The Strand is home to one of Britain's earliest open air-pools. It is the country's only remaining riverside salt-water pool and is the only surviving shoreside open-air pool in Kent.

During the second half of the 19th century there was an increase in river traffic on the Medway. Steamboats were often prevented from calling at Gillingham as the river was continually silting up. To overcome this, a 220m long pier was built which was completed in 1894. On the leeward side of the pier there were 3 mud islands. Children would fill the gaps to form a mud pool and collect water as the tide rose. When they had finished swimming they would drain the pool and catch the fish they had trapped.

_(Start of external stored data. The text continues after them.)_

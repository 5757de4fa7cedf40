//! Absolute time in the driver's representation.
//!
//! The driver counts whole seconds since 1904-01-01 00:00:00 UTC and
//! a fraction of a second in units of 2^-64 s. [`Timestamp`] keeps that
//! representation exactly and converts to `chrono` at nanosecond resolution.

use chrono::{DateTime, TimeZone, Utc};

/// Seconds between the 1904 driver epoch and the 1970 Unix epoch.
pub const EPOCH_OFFSET_SECONDS: i64 = 2_082_844_800;

const NANOS_PER_SECOND: u128 = 1_000_000_000;
const FEMTOS_PER_SECOND: u128 = 1_000_000_000_000_000;

/// Absolute time with sub-femtosecond resolution.
#[derive(Debug, Clone, Copy, PartialEq, Eq, PartialOrd, Ord, Hash, Default)]
pub struct Timestamp {
    seconds: i64,
    fraction: u64,
}

impl Timestamp {
    /// Build from raw driver fields.
    pub const fn new(seconds_since_1904: i64, fraction: u64) -> Self {
        Self {
            seconds: seconds_since_1904,
            fraction,
        }
    }

    /// Whole seconds since the 1904 epoch.
    pub fn seconds(&self) -> i64 {
        self.seconds
    }

    /// Fractional second in units of 2^-64 s.
    pub fn fraction(&self) -> u64 {
        self.fraction
    }

    /// Nanoseconds within the second, truncated.
    pub fn subsec_nanos(&self) -> u32 {
        ((u128::from(self.fraction) * NANOS_PER_SECOND) >> 64) as u32
    }

    /// Femtoseconds within the second, truncated.
    pub fn subsec_femtos(&self) -> u64 {
        ((u128::from(self.fraction) * FEMTOS_PER_SECOND) >> 64) as u64
    }

    /// Yoctoseconds within the second, truncated.
    pub fn subsec_yoctos(&self) -> u128 {
        // 10^24 * 2^64 overflows u128, so scale in two 10^12 steps.
        let scaled = u128::from(self.fraction) * 1_000_000_000_000;
        let high = (scaled >> 32) * 1_000_000_000_000;
        let low = ((scaled & 0xFFFF_FFFF) * 1_000_000_000_000) >> 32;
        (high + low) >> 32
    }

    /// Build from femtoseconds within a 1904-epoch second.
    pub fn from_parts_femtos(seconds_since_1904: i64, femtos: u64) -> Self {
        let femtos = u128::from(femtos).min(FEMTOS_PER_SECOND - 1);
        Self::new(seconds_since_1904, ceil_fraction(femtos, FEMTOS_PER_SECOND))
    }

    /// Convert to a UTC date-time, truncating below one nanosecond.
    ///
    /// Returns `None` when the instant is outside chrono's range.
    pub fn to_datetime(&self) -> Option<DateTime<Utc>> {
        let unix = self.seconds.checked_sub(EPOCH_OFFSET_SECONDS)?;
        Utc.timestamp_opt(unix, self.subsec_nanos()).single()
    }
}

/// Smallest fraction that truncates back to `units`, so conversions round-trip.
fn ceil_fraction(units: u128, per_second: u128) -> u64 {
    let numerator = units << 64;
    let fraction = numerator.div_ceil(per_second);
    u64::try_from(fraction).unwrap_or(u64::MAX)
}

impl From<DateTime<Utc>> for Timestamp {
    fn from(dt: DateTime<Utc>) -> Self {
        let nanos = u128::from(dt.timestamp_subsec_nanos()).min(NANOS_PER_SECOND - 1);
        Self::new(
            dt.timestamp() + EPOCH_OFFSET_SECONDS,
            ceil_fraction(nanos, NANOS_PER_SECOND),
        )
    }
}

impl From<daqmx_sys::CVIAbsoluteTime> for Timestamp {
    fn from(raw: daqmx_sys::CVIAbsoluteTime) -> Self {
        Self::new(raw.msb, raw.lsb)
    }
}

impl From<Timestamp> for daqmx_sys::CVIAbsoluteTime {
    fn from(ts: Timestamp) -> Self {
        daqmx_sys::CVIAbsoluteTime {
            lsb: ts.fraction,
            msb: ts.seconds,
        }
    }
}

#[cfg(test)]
mod tests {
    use super::*;

    #[test]
    fn test_unix_epoch() {
        let ts = Timestamp::new(EPOCH_OFFSET_SECONDS, 0);
        let dt = ts.to_datetime().unwrap();
        assert_eq!(dt.timestamp(), 0);
    }

    #[test]
    fn test_half_second_fraction() {
        let ts = Timestamp::new(0, 1 << 63);
        assert_eq!(ts.subsec_nanos(), 500_000_000);
        assert_eq!(ts.subsec_femtos(), 500_000_000_000_000);
        assert_eq!(ts.subsec_yoctos(), 500_000_000_000_000_000_000_000);
    }

    #[test]
    fn test_datetime_round_trip_keeps_nanoseconds() {
        let dt = Utc.timestamp_opt(1_700_000_000, 123_456_789).single().unwrap();
        let ts = Timestamp::from(dt);
        assert_eq!(ts.to_datetime(), Some(dt));
    }

    #[test]
    fn test_before_unix_epoch() {
        // 1950-01-01, between the two epochs.
        let dt = Utc.timestamp_opt(-631_152_000, 999_999_999).single().unwrap();
        let ts = Timestamp::from(dt);
        assert!(ts.seconds() > 0);
        assert_eq!(ts.to_datetime(), Some(dt));
    }

    #[test]
    fn test_femtos_round_trip() {
        let ts = Timestamp::from_parts_femtos(10, 123_456_789_012_345);
        assert_eq!(ts.subsec_femtos(), 123_456_789_012_345);
    }

    #[test]
    fn test_ordering_follows_time() {
        let a = Timestamp::new(5, u64::MAX);
        let b = Timestamp::new(6, 0);
        assert!(a < b);
    }

    #[test]
    fn test_raw_conversion() {
        let raw = daqmx_sys::CVIAbsoluteTime { lsb: 7, msb: 9 };
        let ts = Timestamp::from(raw);
        assert_eq!((ts.seconds(), ts.fraction()), (9, 7));
        assert_eq!(daqmx_sys::CVIAbsoluteTime::from(ts), raw);
    }
}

Mr Thomas Cuckow, a local baker, saw an opportunity in creating a permanent sea water bathing pool in the depression between the mud flats. With an initial investment of £ 1,000 Mr Cuckow created the pool using disused railway carriages as changing rooms and wooden fencing was used to enclose the pool area. This followed the death of two youngsters who drowned swimming in the River Medway nearby. 

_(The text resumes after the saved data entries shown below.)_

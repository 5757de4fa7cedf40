//! Watchdog timer tasks.
//!
//! A watchdog task drives outputs to configured safe states when the host
//! stops resetting the timer in time. It has the lifecycle of a [`Task`]
//! without channels or a data path.
//!
//! ```no_run
//! # use std::sync::Arc;
//! # use daqmx::{DigitalLineState, SimulatedDriver};
//! # use daqmx::watchdog::{DoExpirationState, WatchdogTask};
//! # fn example() -> daqmx::Result<()> {
//! let wd = WatchdogTask::new(Arc::new(SimulatedDriver::default()), "SimDev1", "wd", 0.5)?;
//! wd.cfg_watchdog_do_expir_states(&[DoExpirationState::new("SimDev1/port1/line0", DigitalLineState::Low)])?;
//! wd.start()?;
//! loop {
//!     // ... control loop work ...
//!     wd.reset_timer()?;
//! #   break;
//! }
//! # Ok(())
//! # }
//! ```

use std::sync::Arc;

use tracing::{debug, info};

use crate::attributes::{self, watchdog as attrs, AttrTarget, AttributeKind};
use crate::constants::{DigitalLineState, TaskMode, WatchdogAOExpirState, WatchdogCOExpirState, WatchdogControlAction};
use crate::driver::{Driver, TaskHandle};
use crate::error::Result;
use crate::names::flatten_channel_string;
use crate::task::Task;

/// Timeout meaning the watchdog only expires through its trigger.
pub const EXPIRE_BY_TRIGGER_ONLY: f64 = -1.0;

/// Safe state for a digital output line or port.
#[derive(Debug, Clone, PartialEq)]
pub struct DoExpirationState {
    /// Output line, port or channel the state applies to.
    pub physical_channel: String,
    /// State the output takes when the watchdog expires.
    pub expiration_state: DigitalLineState,
}

impl DoExpirationState {
    /// Digital safe state for `physical_channel`.
    pub fn new(physical_channel: impl Into<String>, expiration_state: DigitalLineState) -> Self {
        Self {
            physical_channel: physical_channel.into(),
            expiration_state,
        }
    }
}

/// Safe level for an analog output channel.
#[derive(Debug, Clone, PartialEq)]
pub struct AoExpirationState {
    /// Output line, port or channel the state applies to.
    pub physical_channel: String,
    /// Volts or amps, per `output_type`.
    pub expiration_state: f64,
    /// Whether `expiration_state` is volts or amps.
    pub output_type: WatchdogAOExpirState,
}

impl AoExpirationState {
    /// Analog safe level for `physical_channel`.
    pub fn new(physical_channel: impl Into<String>, expiration_state: f64, output_type: WatchdogAOExpirState) -> Self {
        Self {
            physical_channel: physical_channel.into(),
            expiration_state,
            output_type,
        }
    }
}

/// Safe state for a counter output.
#[derive(Debug, Clone, PartialEq)]
pub struct CoExpirationState {
    /// Output line, port or channel the state applies to.
    pub physical_channel: String,
    /// State the output takes when the watchdog expires.
    pub expiration_state: WatchdogCOExpirState,
}

impl CoExpirationState {
    /// Counter safe state for `physical_channel`.
    pub fn new(physical_channel: impl Into<String>, expiration_state: WatchdogCOExpirState) -> Self {
        Self {
            physical_channel: physical_channel.into(),
            expiration_state,
        }
    }
}

/// Expiration settings of one physical channel on a watchdog task.
#[derive(Debug, Clone)]
pub struct ExpirationState<'a> {
    task: &'a Task,
    physical_channel: String,
}

impl<'a> ExpirationState<'a> {
    fn new(task: &'a Task, physical_channel: String) -> Self {
        Self { task, physical_channel }
    }

    /// Physical channel these settings apply to.
    pub fn physical_channel(&self) -> &str {
        &self.physical_channel
    }

    fn target(&self) -> AttrTarget<'_> {
        AttrTarget::Watchdog(&self.physical_channel)
    }

    /// Digital expiration state.
    pub fn do_state(&self) -> Result<DigitalLineState> {
        self.task.get(self.target(), attrs::DO_EXPIR_STATE)
    }

    /// Set the digital expiration state.
    pub fn set_do_state(&self, state: DigitalLineState) -> Result<()> {
        self.task.set(self.target(), attrs::DO_EXPIR_STATE, state)
    }

    /// Analog expiration level.
    pub fn ao_state(&self) -> Result<f64> {
        self.task.get(self.target(), attrs::AO_EXPIR_STATE)
    }

    /// Set the analog expiration level.
    pub fn set_ao_state(&self, value: f64) -> Result<()> {
        self.task.set(self.target(), attrs::AO_EXPIR_STATE, value)
    }

    /// Whether the analog level is volts or amps.
    pub fn ao_output_type(&self) -> Result<WatchdogAOExpirState> {
        self.task.get(self.target(), attrs::AO_OUTPUT_TYPE)
    }

    /// Set whether the analog level is volts or amps.
    pub fn set_ao_output_type(&self, output_type: WatchdogAOExpirState) -> Result<()> {
        self.task.set(self.target(), attrs::AO_OUTPUT_TYPE, output_type)
    }

    /// Counter expiration state.
    pub fn co_state(&self) -> Result<WatchdogCOExpirState> {
        self.task.get(self.target(), attrs::CO_EXPIR_STATE)
    }

    /// Set the counter expiration state.
    pub fn set_co_state(&self, state: WatchdogCOExpirState) -> Result<()> {
        self.task.set(self.target(), attrs::CO_EXPIR_STATE, state)
    }
}

/// A watchdog timer task on one device.
#[derive(Debug)]
pub struct WatchdogTask {
    task: Task,
}

impl WatchdogTask {
    /// Create a watchdog on `device_name` expiring after `timeout` seconds
    /// without a reset. [`EXPIRE_BY_TRIGGER_ONLY`] disables the timer.
    pub fn new(driver: Arc<dyn Driver>, device_name: &str, task_name: &str, timeout: f64) -> Result<Self> {
        let (handle, owns_on_exit) = driver.create_watchdog_timer_task(device_name, task_name, timeout)?;
        let name = driver
            .get_attribute(handle, AttrTarget::Task, attributes::task::id::NAME, String::TYPE)
            .and_then(String::from_value)
            .unwrap_or_else(|_| task_name.to_string());
        info!(task = %name, device = device_name, timeout, "Watchdog task created");
        Ok(Self {
            task: Task::adopt(driver, handle, name, owns_on_exit),
        })
    }

    /// Name of the watchdog task.
    pub fn name(&self) -> &str {
        self.task.name()
    }

    /// Driver handle, or `InvalidHandle` once closed.
    pub fn handle(&self) -> Result<TaskHandle> {
        self.task.handle()
    }

    /// Expiration settings of one configured channel.
    pub fn expiration_state(&self, physical_channel: &str) -> ExpirationState<'_> {
        ExpirationState::new(&self.task, physical_channel.to_string())
    }

    /// Configure digital output safe states.
    pub fn cfg_watchdog_do_expir_states(&self, states: &[DoExpirationState]) -> Result<Vec<ExpirationState<'_>>> {
        let channels = self.channels(states.iter().map(|s| &s.physical_channel));
        let values: Vec<DigitalLineState> = states.iter().map(|s| s.expiration_state).collect();
        self.task
            .with_handle(|d, h| d.cfg_watchdog_do_expir_states(h, &channels, &values))?;
        Ok(self.configured(states.iter().map(|s| &s.physical_channel)))
    }

    /// Configure analog output safe levels.
    pub fn cfg_watchdog_ao_expir_states(&self, states: &[AoExpirationState]) -> Result<Vec<ExpirationState<'_>>> {
        let channels = self.channels(states.iter().map(|s| &s.physical_channel));
        let values: Vec<f64> = states.iter().map(|s| s.expiration_state).collect();
        let output_types: Vec<WatchdogAOExpirState> = states.iter().map(|s| s.output_type).collect();
        self.task
            .with_handle(|d, h| d.cfg_watchdog_ao_expir_states(h, &channels, &values, &output_types))?;
        Ok(self.configured(states.iter().map(|s| &s.physical_channel)))
    }

    /// Configure counter output safe states.
    pub fn cfg_watchdog_co_expir_states(&self, states: &[CoExpirationState]) -> Result<Vec<ExpirationState<'_>>> {
        let channels = self.channels(states.iter().map(|s| &s.physical_channel));
        let values: Vec<WatchdogCOExpirState> = states.iter().map(|s| s.expiration_state).collect();
        self.task
            .with_handle(|d, h| d.cfg_watchdog_co_expir_states(h, &channels, &values))?;
        Ok(self.configured(states.iter().map(|s| &s.physical_channel)))
    }

    fn channels<'s>(&self, names: impl Iterator<Item = &'s String>) -> String {
        let names: Vec<&str> = names.map(String::as_str).collect();
        let channels = flatten_channel_string(&names);
        debug!(task = %self.name(), channels = %channels, "Watchdog expiration states");
        channels
    }

    fn configured<'s>(&self, names: impl Iterator<Item = &'s String>) -> Vec<ExpirationState<'_>> {
        names.map(|n| ExpirationState::new(&self.task, n.clone())).collect()
    }

    /// Arm the watchdog timer.
    pub fn start(&self) -> Result<()> {
        self.task.start()
    }

    /// Disarm the watchdog timer.
    pub fn stop(&self) -> Result<()> {
        self.task.stop()
    }

    /// Apply a task-mode transition.
    pub fn control(&self, action: TaskMode) -> Result<()> {
        self.task.control(action)
    }

    /// Restart the countdown.
    pub fn reset_timer(&self) -> Result<()> {
        self.task
            .with_handle(|d, h| d.control_watchdog_task(h, WatchdogControlAction::ResetTimer))
    }

    /// Leave the expired state so outputs accept new values.
    pub fn clear_expiration(&self) -> Result<()> {
        self.task
            .with_handle(|d, h| d.control_watchdog_task(h, WatchdogControlAction::ClearExpiration))?;
        info!(task = %self.name(), "Watchdog expiration cleared");
        Ok(())
    }

    /// Clear the watchdog task.
    pub fn close(&self) -> Result<()> {
        self.task.close()
    }

    /// Seconds without a reset before expiring.
    pub fn timeout(&self) -> Result<f64> {
        self.task.get(AttrTarget::Watchdog(""), attrs::TIMEOUT)
    }

    /// Set the expiration timeout in seconds; `-1` expires only by trigger.
    pub fn set_timeout(&self, timeout: f64) -> Result<()> {
        self.task.set(AttrTarget::Watchdog(""), attrs::TIMEOUT, timeout)
    }

    /// Restore the default timeout.
    pub fn reset_timeout(&self) -> Result<()> {
        self.task.reset(AttrTarget::Watchdog(""), attrs::TIMEOUT)
    }

    /// Whether the watchdog has expired.
    pub fn expired(&self) -> Result<bool> {
        self.task.get(AttrTarget::Watchdog(""), attrs::HAS_EXPIRED)
    }
}

#[cfg(test)]
mod tests {
    use std::time::Duration;

    use super::*;
    use crate::driver::SimulatedDriver;
    use crate::error::{error_codes, ErrorKind};

    fn sim() -> Arc<SimulatedDriver> {
        Arc::new(SimulatedDriver::default())
    }

    #[test]
    fn test_timeout_accepts_trigger_only() {
        let wd = WatchdogTask::new(sim(), "SimDev1", "wd", 1.0).unwrap();
        assert_eq!(wd.timeout().unwrap(), 1.0);
        wd.set_timeout(EXPIRE_BY_TRIGGER_ONLY).unwrap();
        assert_eq!(wd.timeout().unwrap(), -1.0);
        assert!(!wd.expired().unwrap());
    }

    #[test]
    fn test_unknown_device_rejected() {
        let err = WatchdogTask::new(sim(), "NoSuchDev", "wd", 1.0).unwrap_err();
        assert_eq!(err.kind(), ErrorKind::Driver);
    }

    #[test]
    fn test_expiry_and_clear() {
        let driver = sim();
        let wd = WatchdogTask::new(driver.clone(), "SimDev1", "wd", 0.05).unwrap();
        let states = wd
            .cfg_watchdog_do_expir_states(&[DoExpirationState::new("SimDev1/port1/line0", DigitalLineState::High)])
            .unwrap();
        assert_eq!(states[0].do_state().unwrap(), DigitalLineState::High);

        wd.start().unwrap();
        wd.reset_timer().unwrap();
        std::thread::sleep(Duration::from_millis(150));
        assert!(wd.expired().unwrap());
        let err = wd.reset_timer().unwrap_err();
        assert_eq!(err.code(), error_codes::WATCHDOG_EXPIRED);
        assert_eq!(err.task_name(), Some("wd"));

        wd.clear_expiration().unwrap();
        assert!(!wd.expired().unwrap());
        wd.stop().unwrap();
        wd.close().unwrap();
        assert_eq!(driver.calls_to("DAQmxClearTask"), 1);
    }

    #[test]
    fn test_expir_states_flatten_channels() {
        let driver = sim();
        let wd = WatchdogTask::new(driver.clone(), "SimDev1", "wd", 1.0).unwrap();
        let states = wd
            .cfg_watchdog_co_expir_states(&[
                CoExpirationState::new("SimDev1/ctr0", WatchdogCOExpirState::Low),
                CoExpirationState::new("SimDev1/ctr1", WatchdogCOExpirState::High),
            ])
            .unwrap();
        assert_eq!(states.len(), 2);
        assert_eq!(states[1].co_state().unwrap(), WatchdogCOExpirState::High);
        assert_eq!(driver.calls_to("DAQmxCfgWatchdogCOExpirStates"), 1);
    }
}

The pool opened on June 27th 1896 with a special sports programme including underwater swimming, water polo matches and a greasy pole competition. The incoming tide, filtered through sand beds, would fill the pool and it was emptied via a sluice gate.

Between 1896 and the early 1920‘s the pool became an increasingly popular summer attraction and visitor numbers steadily increased. It is during this period that the ownership of the bathing pool transferred to Gillingham Corporation and became known as The Strand.

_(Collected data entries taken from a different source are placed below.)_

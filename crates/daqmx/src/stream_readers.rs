//! Typed readers that fill caller-owned buffers.
//!
//! Each reader wraps one adapter transfer with no shape inference. Buffers
//! are reused across calls, so a steady-state acquisition loop allocates
//! nothing. Multi-channel buffers are [`Array2`] of shape
//! `(channels, samples)`; single-channel buffers are slices.
//!
//! When a read fails after transferring some samples, the buffer holds
//! those samples and the error carries the count
//! ([`DaqError::samples_transferred`](crate::DaqError::samples_transferred)).
//!
//! ```no_run
//! # use std::sync::Arc;
//! # use daqmx::{stream_readers::CounterReader, SimulatedDriver, Task, DEFAULT_TIMEOUT};
//! # fn example() -> daqmx::Result<()> {
//! let task = Task::new(Arc::new(SimulatedDriver::default()), "edges")?;
//! task.ci_channels().add_ci_count_edges_chan("SimDev1/ctr1")?;
//! let reader = CounterReader::new(&task);
//! task.start()?;
//! let count = reader.read_one_sample_uint32(DEFAULT_TIMEOUT)?;
//! # let _ = count;
//! # Ok(())
//! # }
//! ```

use ndarray::Array2;
use tracing::trace;

use crate::error::Result;
use crate::read::samples_to_read;
use crate::stream::{rows_mut, stream_common, StreamBase, FILL};
use crate::types::{CtrFreq, CtrTick, CtrTime, NumSamples, PowerMeasurement};

impl StreamBase<'_> {
    fn samples(&self, samples: impl Into<NumSamples>) -> Result<u32> {
        samples_to_read(self.task, samples.into()).map_err(|e| self.task.annotate(e))
    }

    /// Resolve the count and check a single-channel buffer.
    fn single(&self, samples: impl Into<NumSamples>, buffers: &[usize]) -> Result<u32> {
        let n = self.samples(samples)?;
        for &len in buffers {
            self.verify("Read", &[len], &[n as usize])?;
        }
        Ok(n)
    }

    /// Resolve the count and check `(channels, samples)` buffers.
    fn multi(&self, samples: impl Into<NumSamples>, shapes: &[&[usize]]) -> Result<u32> {
        let nch = self.read_channels()?;
        let n = self.samples(samples)?;
        for shape in shapes {
            self.verify("Read", shape, &[nch, n as usize])?;
        }
        trace!(task = %self.task.name(), channels = nch, samples = n, "Stream read");
        Ok(n)
    }

    /// Check one-sample buffers holding one element per channel.
    fn one_per_input(&self, lens: &[usize]) -> Result<()> {
        let nch = self.read_channels()?;
        for &len in lens {
            self.verify("Read", &[len], &[nch])?;
        }
        Ok(())
    }
}

/// Reads scaled samples from one analog input channel.
#[derive(Debug, Clone, Copy)]
pub struct AnalogSingleChannelReader<'a> {
    base: StreamBase<'a>,
}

In 1920 more converted railway carriages were added for use as changing rooms. Also chlorination, aeration and filtration units were added about this time which had long been needed to keep the water clean. The railway carriages were then replaced with new, purpose-built wooden changing rooms and a 3m diving board was added.

The interwar period also saw the addition of a putting green, car park, cafe, pony rides and a timber hexagonal bandstand that attracted large crowds on Sunday afternoons. The cafe rented out deck chairs and in the mid 1930’s annual deckchair rentals reached over 30,000 and annual attendance figures reached over 80,000.

The second significant Interwar development of The Strand took place in the 1930’s. In 1935 the parks committee borrowed £ 8,000 from the government to drain the muddy creek and created 2 concrete pools; a larger boating pool 103m x 14m and a smaller paddling pool 46m x 14m.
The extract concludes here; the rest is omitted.